Walking into the ballroom during the diversity weekend, my lungs were tight, my chest heavy and I was pink and warm all over. The only thing keeping me from collapsing was S’s shoulder next to mine. He was the reason I could be there. When we were asked to find our assigned seats, my body started to tense up into and out of dissociation. I can’t sit at this table. I’m not a diversity student. They’re going to see right through me. They’re going to ask me where I’m from. Placing my nametag on, I looked up at the table around me to notice that almost everyone was white passing. Admittedly, this made me feel better, like I was okay because at least I wasn’t pale.
“So what brings you here,” I asked the woman across from me, hoping to get a sense for what the hell this program even was. “Oh, I’m 10% Native American,” she cheerfully responded, “So where are you from?” “Toledo,” I shot out, because I genuinely thought that’s what she was asking. “No, like, where are you from?” Every head started to turn towards me in anticipation for my answer. My eyes searched the room for S, hoping to find a way out, but I knew I couldn’t use him as a crutch this time. All of these white faces were inspecting me, poking at my genetics, trying to uncover the secret to my skintone.

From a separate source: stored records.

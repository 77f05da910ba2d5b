use std::io::Write;

use anyhow::{ensure, Context, Result};

use crate::context;
use crate::harvest::{clean_owners, HarvestReport, Harvester};
use crate::storage::SqliteStorage;

pub fn run(ctx: &context::Context, owners: &[String]) -> Result<()> {
    let owners = clean_owners(owners);
    ensure!(!owners.is_empty(), "no owner to harvest (every --owner was blank)");

    let client = ctx.github_client()?;
    let storage = SqliteStorage::new(ctx.db_path());
    let harvester = Harvester::new(client, storage);

    let mut stdout = std::io::stdout().lock();
    for owner in &owners {
        let report = harvester
            .harvest(owner)
            .with_context(|| format!("harvesting repositories of '{}'", owner))?;
        write_report(&mut stdout, &report)?;
    }
    Ok(())
}

fn write_report<W: Write>(out: &mut W, report: &HarvestReport) -> std::io::Result<()> {
    writeln!(
        out,
        "{}: {} fetched over {} pages, {} written, {} skipped ({:.1?})",
        report.owner, report.fetched, report.pages, report.written, report.skipped, report.elapsed
    )
}
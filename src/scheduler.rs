use std::sync::Arc;
use std::time::Duration;

use anyhow::{Context as _, Result};
use tokio_util::sync::CancellationToken;

use crate::context::Context;
use crate::harvest::{HarvestReport, Harvester};
use crate::storage::SqliteStorage;

/// Re-harvests a fixed owner list on an interval until cancelled. A failed
/// run is logged and the loop carries on with the next tick.
pub struct Scheduler<J> {
    owners: Vec<String>,
    every: Duration,
    job: Arc<J>,
}

impl<J> Scheduler<J>
where
    J: Fn(&[String]) -> Result<Vec<HarvestReport>> + Send + Sync + 'static,
{
    pub fn new(owners: Vec<String>, every: Duration, job: J) -> Self {
        Self {
            owners,
            every,
            job: Arc::new(job),
        }
    }

    pub async fn run(self, shutdown: CancellationToken) {
        log::info!(
            "⏰ Harvesting {} every {:?}",
            self.owners.join(", "),
            self.every
        );
        let mut runs: u64 = 0;

        while !shutdown.is_cancelled() {
            runs += 1;
            let job = self.job.clone();
            let owners = self.owners.clone();
            match tokio::task::spawn_blocking(move || job(&owners)).await {
                Ok(Ok(reports)) => {
                    let written: usize = reports.iter().map(|r| r.written).sum();
                    log::info!("✅ Scheduled run #{} finished, {} rows written", runs, written);
                }
                Ok(Err(e)) => log::error!("❌ Scheduled run #{} failed: {:#}", runs, e),
                Err(e) => log::error!("❌ Scheduled run #{} panicked: {}", runs, e),
            }

            tokio::select! {
                _ = shutdown.cancelled() => break,
                _ = tokio::time::sleep(self.every) => {}
            }
        }
        log::info!("👋 Scheduler stopped after {} runs", runs);
    }
}

/// The production job: a fresh GitHub client and storage handle per run.
pub fn github_job(ctx: Context) -> impl Fn(&[String]) -> Result<Vec<HarvestReport>> + Send + Sync {
    move |owners: &[String]| {
        let client = ctx.github_client()?;
        let harvester = Harvester::new(client, SqliteStorage::new(ctx.db_path()));
        harvester
            .harvest_all(owners)
            .context("scheduled harvest failed")
    }
}
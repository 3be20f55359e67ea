//! Decides whether a rendered command must execute.
//!
//! The gate is a file-presence cache: a command whose output file already
//! exists is treated as done, whatever that file contains. Each distinct
//! rendered command is admitted at most once per run.

use std::collections::HashSet;
use std::path::{Path, PathBuf};

/// Output-flag convention used to locate a command's result file.
#[derive(Debug, Clone, Copy, PartialEq, Eq, Hash)]
pub enum OutputConvention {
    /// Host-level port scans writing structured (XML) results.
    Primary,
    /// Service follow-up tools with varied output-flag syntax.
    Secondary,
}

impl OutputConvention {
    /// Lower-case tokens whose following argument is the output path.
    pub fn flag_tokens(self) -> &'static [&'static str] {
        match self {
            OutputConvention::Primary => &["-ox"],
            OutputConvention::Secondary => &["-on", "tee", "-o", "--simple-report"],
        }
    }
}

/// Find the output path of `command`: the argument following the first
/// token that matches one of `flags` case-insensitively.
///
/// Returns `None` when no flag is present, when a flag is the last token,
/// or when the command cannot be split into shell words.
pub fn determine_output_file(command: &str, flags: &[&str]) -> Option<PathBuf> {
    let fragments = shlex::split(command)?;
    fragments
        .iter()
        .enumerate()
        .filter(|(_, f)| flags.iter().any(|flag| f.eq_ignore_ascii_case(flag)))
        .find_map(|(idx, _)| fragments.get(idx + 1))
        .map(PathBuf::from)
}

/// What the gate decided for one rendered command.
#[derive(Debug, Clone, PartialEq, Eq)]
pub enum GateDecision {
    /// Execute the command; `output` is where its result will be, if known.
    Run { output: Option<PathBuf> },
    /// Output already on disk: do not execute, but still post-process it.
    SkipExisting { output: PathBuf },
    /// Identical rendered command already admitted earlier in this run.
    Duplicate,
}

/// Commands-ran set plus the file-presence check.
#[derive(Debug, Default)]
pub struct CommandGate {
    ran: HashSet<String>,
}

impl CommandGate {
    pub fn new() -> Self {
        Self::default()
    }

    /// Test-and-insert `rendered` into the commands-ran set, then classify it.
    pub fn admit(&mut self, rendered: &str, convention: OutputConvention) -> GateDecision {
        if !self.ran.insert(rendered.to_string()) {
            return GateDecision::Duplicate;
        }
        match determine_output_file(rendered, convention.flag_tokens()) {
            None => GateDecision::Run { output: None },
            Some(path) if should_run(&path) => GateDecision::Run { output: Some(path) },
            Some(path) => GateDecision::SkipExisting { output: path },
        }
    }

    pub fn contains(&self, rendered: &str) -> bool {
        self.ran.contains(rendered)
    }

    pub fn len(&self) -> usize {
        self.ran.len()
    }

    pub fn is_empty(&self) -> bool {
        self.ran.is_empty()
    }
}

fn should_run(output: &Path) -> bool {
    !output.is_file()
}

#[cfg(test)]
mod tests {
    use super::*;
    use tempfile::TempDir;

    fn primary(cmd: &str) -> Option<PathBuf> {
        determine_output_file(cmd, OutputConvention::Primary.flag_tokens())
    }

    fn secondary(cmd: &str) -> Option<PathBuf> {
        determine_output_file(cmd, OutputConvention::Secondary.flag_tokens())
    }

    #[test]
    fn primary_finds_xml_flag_any_case() {
        assert_eq!(
            primary("nmap -sV -oX /r/scans/xml/full.xml 10.0.0.1"),
            Some(PathBuf::from("/r/scans/xml/full.xml"))
        );
        assert_eq!(
            primary("nmap -ox /r/a.xml 10.0.0.1"),
            Some(PathBuf::from("/r/a.xml"))
        );
    }

    #[test]
    fn primary_ignores_secondary_flags() {
        assert_eq!(primary("nmap -oN /r/a.txt 10.0.0.1"), None);
        assert_eq!(primary("nikto -h 10.0.0.1 -o /r/n.txt"), None);
    }

    #[test]
    fn secondary_conventions() {
        assert_eq!(
            secondary("nmap -sV -p 80 -oN /r/80_nmap.txt 10.0.0.1"),
            Some(PathBuf::from("/r/80_nmap.txt"))
        );
        assert_eq!(
            secondary("whatweb http://10.0.0.1:80 | tee /r/80_whatweb.txt"),
            Some(PathBuf::from("/r/80_whatweb.txt"))
        );
        assert_eq!(
            secondary("nikto -h 10.0.0.1 -p 80 -o /r/80_nikto.txt"),
            Some(PathBuf::from("/r/80_nikto.txt"))
        );
        assert_eq!(
            secondary("sslscan --simple-report /r/443_ssl.txt 10.0.0.1:443"),
            Some(PathBuf::from("/r/443_ssl.txt"))
        );
        assert_eq!(secondary("nmap -oX /r/a.xml 10.0.0.1"), None);
    }

    #[test]
    fn quoted_paths_are_unquoted() {
        assert_eq!(
            secondary("tool -o '/r/with space.txt' target"),
            Some(PathBuf::from("/r/with space.txt"))
        );
    }

    #[test]
    fn first_flag_with_argument_wins() {
        assert_eq!(
            secondary("tool -o /r/first.txt | tee /r/second.txt"),
            Some(PathBuf::from("/r/first.txt"))
        );
        // trailing flag has no argument, earlier one is used
        assert_eq!(
            secondary("tool -o /r/first.txt --simple-report"),
            Some(PathBuf::from("/r/first.txt"))
        );
    }

    #[test]
    fn missing_argument_or_bad_quoting_yields_none() {
        assert_eq!(secondary("tool target -o"), None);
        assert_eq!(secondary("tool 'unterminated -o /r/x.txt"), None);
        assert_eq!(secondary(""), None);
    }

    #[test]
    fn admit_runs_when_output_absent() {
        let dir = TempDir::new().unwrap();
        let out = dir.path().join("a.xml");
        let cmd = format!("nmap -oX {} 10.0.0.1", out.display());
        let mut gate = CommandGate::new();
        assert_eq!(
            gate.admit(&cmd, OutputConvention::Primary),
            GateDecision::Run { output: Some(out) }
        );
        assert!(gate.contains(&cmd));
    }

    #[test]
    fn admit_skips_when_output_exists() {
        let dir = TempDir::new().unwrap();
        let out = dir.path().join("a.xml");
        std::fs::write(&out, "").unwrap();
        let cmd = format!("nmap -oX {} 10.0.0.1", out.display());
        let mut gate = CommandGate::new();
        assert_eq!(
            gate.admit(&cmd, OutputConvention::Primary),
            GateDecision::SkipExisting { output: out }
        );
    }

    #[test]
    fn admit_without_output_always_runs_once() {
        let mut gate = CommandGate::new();
        assert_eq!(
            gate.admit("ping -c 1 10.0.0.1", OutputConvention::Secondary),
            GateDecision::Run { output: None }
        );
        assert_eq!(
            gate.admit("ping -c 1 10.0.0.1", OutputConvention::Secondary),
            GateDecision::Duplicate
        );
        assert_eq!(gate.len(), 1);
    }

    #[test]
    fn identical_commands_from_different_conventions_dedup() {
        let mut gate = CommandGate::new();
        let cmd = "tool -o /nonexistent/dir/out.txt";
        assert!(matches!(
            gate.admit(cmd, OutputConvention::Secondary),
            GateDecision::Run { .. }
        ));
        assert_eq!(gate.admit(cmd, OutputConvention::Primary), GateDecision::Duplicate);
    }
}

Do they think I’m partially Chinese? Or maybe ⅓ Filipino? Or maybe ¾ Latinx? Oh, sometimes I get Hawaiian. Maybe they think I’m ½ Pacific Islander. Suddenly the porcelain tea cups in front of me started to look like red solo cups. This was the exact moment I started committing the racial make-up of every person in my life to memory. S is 100% Indian, second generation. The Miami University girl is 10% Native American, born and raised in Ohio. The guy across from me, 50% biracial, Black and white. I started to clock the statistics everyone fed me. If I could know how other people divvied up their ethnicity, maybe I could find permission to do calculations on myself. If they could enjoy a cup of tea at the table, then maybe I could, too.
I watched the light olive skin of her fingers gently tighten as she raised the white teacup to her lips. Within the first 10 minutes of our first date, I found a sense of comfort in her short, curly black hair and dark — near black — pupils. My eyes had never met a color so dark in such close proximity. Against the odds of my social anxiety and general fear of being a woman in a city on a date with a stranger, I felt a soothing calm wash over me as she talked about her family: half in New York City, half in Yorkshire. For a split second, I thought about her racial calculations, not because I felt I needed to know, but because maybe, finally, someone might be like me. I knew our skin colors carried the weight of the same questions.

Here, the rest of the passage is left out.